There was a good mix of HPC, Big Data and AI related sessions for beginners, intermediate and experts. Some of the sessions focused on vSphere while others focused on accelerator hardware such as GPUs, FPGAs and interconnect accelerators including RDMA. The content of some sessions overlapped but I do recommend viewing all listed sessions.

For each session, I have listed an image with:

title
session ID
presenter(s)
direct link to the On-Demand Video Library
description of the session next to the image

Additionally, clicking on an image will bring you directly to the recorded session.

NOTE: for the links to work you will need to pre-register with VMware first here.

Driving Organizational Value by Virtualizing AI/ML/DL and HPC Workloads

Description:

A good introduction with definitions for many of the terms used in Machine Learning. Followed by a TensorFlow demo using the Titanic passenger list for analysis.

Elastic AI Infrastructure on vSphere: Virtual GPU and FPGA with Bitfusion (VAP2134BU)

Description:

Describes the new demands on IT infrastructure and the need for GPU accelerated applications in the enterprise.
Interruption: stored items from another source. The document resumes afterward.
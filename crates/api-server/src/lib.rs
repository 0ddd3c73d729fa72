//! API Server
//!
//! REST API for the HedgeAI risk desk.
//!
//! # Features
//!
//! - **Auth**: register, login, refresh rotation, logout, password change
//! - **Role gate**: per-route-group role checks (trader, analyst, risk desk, admin)
//! - **Portfolios**: portfolios, positions, trades and alerts scoped to their owner
//! - **Analytics**: valuation summaries plus ML risk scoring and hedging
//! - **OpenAPI**: Auto-generated Swagger documentation
//!
//! # Example
//!
//! ```ignore
//! use api_server::{ApiServer, ServerConfig};
//!
//! let config = ServerConfig::from_env();
//! let server = ApiServer::new(config, pool)?;
//! server.run().await?;
//! ```

pub mod error;
pub mod handlers;
pub mod middleware;
pub mod routes;
pub mod state;

pub use error::ApiError;
pub use routes::create_router;
pub use state::AppState;

use anyhow::Context;
use axum::extract::DefaultBodyLimit;
use axum::http::Request;
use axum::Router;
use sqlx::PgPool;
use std::net::SocketAddr;
use std::sync::Arc;
use tower_http::cors::{Any, CorsLayer};
use tower_http::trace::{DefaultOnResponse, TraceLayer};
use tracing::{info, Level};

use auth::{JwtConfig, PasswordConfig};
use portfolio_core::config::MlConfig;

/// Server configuration.
#[derive(Clone)]
pub struct ServerConfig {
    /// Host to bind to.
    pub host: String,
    /// Port to listen on.
    pub port: u16,
    /// Enable CORS for all origins (development only).
    pub cors_permissive: bool,
    /// Access and refresh token settings.
    pub jwt: JwtConfig,
    /// Argon2 cost parameters.
    pub password: PasswordConfig,
    /// ML scoring service endpoint.
    pub ml: MlConfig,
}

impl Default for ServerConfig {
    fn default() -> Self {
        Self {
            host: "0.0.0.0".to_string(),
            port: 3000,
            cors_permissive: true,
            jwt: JwtConfig::default(),
            password: PasswordConfig::default(),
            ml: MlConfig::default(),
        }
    }
}

impl ServerConfig {
    /// Create from environment variables.
    pub fn from_env() -> Self {
        Self {
            host: std::env::var("API_HOST").unwrap_or_else(|_| "0.0.0.0".to_string()),
            // PORT wins over API_PORT for hosted deployments
            port: std::env::var("PORT")
                .or_else(|_| std::env::var("API_PORT"))
                .ok()
                .and_then(|p| p.parse().ok())
                .unwrap_or(3000),
            cors_permissive: std::env::var("CORS_PERMISSIVE")
                .map(|v| v == "true")
                .unwrap_or(true),
            jwt: JwtConfig::from_env(),
            password: PasswordConfig::from_env(),
            ml: MlConfig::from_env(),
        }
    }

    /// Get the socket address.
    pub fn socket_addr(&self) -> anyhow::Result<SocketAddr> {
        format!("{}:{}", self.host, self.port)
            .parse()
            .with_context(|| format!("Invalid socket address {}:{}", self.host, self.port))
    }
}

/// Wrap the router with tracing, body limit and CORS layers.
pub fn build_app(state: Arc<AppState>, cors_permissive: bool) -> Router {
    create_router(state)
        .layer(
            TraceLayer::new_for_http()
                .on_request(|request: &Request<_>, _span: &tracing::Span| {
                    tracing::info!(
                        method = %request.method(),
                        uri = %request.uri(),
                        "Incoming request"
                    );
                })
                .on_response(DefaultOnResponse::new().level(Level::DEBUG))
                .on_failure(
                    |error: tower_http::classify::ServerErrorsFailureClass,
                     latency: std::time::Duration,
                     _span: &tracing::Span| {
                        tracing::error!(
                            error = %error,
                            latency_ms = latency.as_millis(),
                            "Request failed"
                        );
                    },
                ),
        )
        .layer(DefaultBodyLimit::max(1024 * 1024)) // 1 MB
        .layer(if cors_permissive {
            CorsLayer::permissive()
        } else {
            CorsLayer::new()
                .allow_origin(Any)
                .allow_methods(Any)
                .allow_headers(Any)
        })
}

/// The API server.
pub struct ApiServer {
    config: ServerConfig,
    state: AppState,
}

impl ApiServer {
    /// Create a new API server. Must be called inside a Tokio runtime.
    pub fn new(config: ServerConfig, pool: PgPool) -> anyhow::Result<Self> {
        let state = AppState::new(pool, &config)?;
        Ok(Self { config, state })
    }

    /// Run the server.
    pub async fn run(self) -> anyhow::Result<()> {
        let router = build_app(Arc::new(self.state), self.config.cors_permissive);

        let addr = self.config.socket_addr()?;
        info!(
            address = %addr,
            ml_service = %self.config.ml.base_url,
            "Starting API server"
        );

        let listener = tokio::net::TcpListener::bind(addr).await?;
        axum::serve(listener, router).await?;

        Ok(())
    }
}

#[cfg(test)]
mod tests {
    use super::*;

    #[test]
    fn test_socket_addr() {
        let config = ServerConfig {
            host: "127.0.0.1".into(),
            port: 8080,
            ..Default::default()
        };
        assert_eq!(config.socket_addr().unwrap().port(), 8080);

        let bad = ServerConfig {
            host: "not a host".into(),
            ..Default::default()
        };
        assert!(bad.socket_addr().is_err());
    }
}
Followed by a presentation by the CEO of Bitfusion explaining their disaggregated platform for GPUs and FPGAs.

How VMware vSphere and NVIDIA GPUs Accelerate Your Organization (VIN2124BU)

Description:

A presentation by NVIDIA and use cases for HPC and AI with GPUs and vGPUs.

Virtualize and Accelerate HPC/Big Data with SR-IOV, vGPU and RDMA (CTO2390BU)

Description:

A good overview of high-performance workloads and how to obtain maximum performance. Josh Simons talks about breaking or bending the virtual abstraction for the ultimate best performance. The presenters take you through the various components of high-performance workloads on vSphere. In conclusion, the presenters talk about benchmarking concepts.

High Performance Big Data and Machine Learning on VMware Cloud on AWS (VAP1900BU)

Description:

This session answers the question “how do I run high-performance workloads on VMware Cloud on AWS?”. They also discuss the differences between VMware on-premises and VMware Cloud on AWS. All things considered, it is an important aspect of enabling application mobility.

Architecting and Deploying Virtualized HPC Clusters (VAP2010BU)

Description:

The presenters are explaining why vSphere is the optimal platform for high-performance computing. They are going through the traditional HPC architectures and why to virtualize HPC.

Description:

Excellent session for people who are familiar with VMware but are new to HPC/Big Data/AI or had very little exposure to it. Explained in a way that doesn’t require a heavy technical background to grasp the concept.

Interconnect Acceleration for Machine Learning, Big Data, and HPC

Description:

A focus on the acceleration of interconnects with RDMA (going over the basics) and how this can help GPU and FPGA based workloads achieve higher bandwidth, lower latency by offloading the CPU.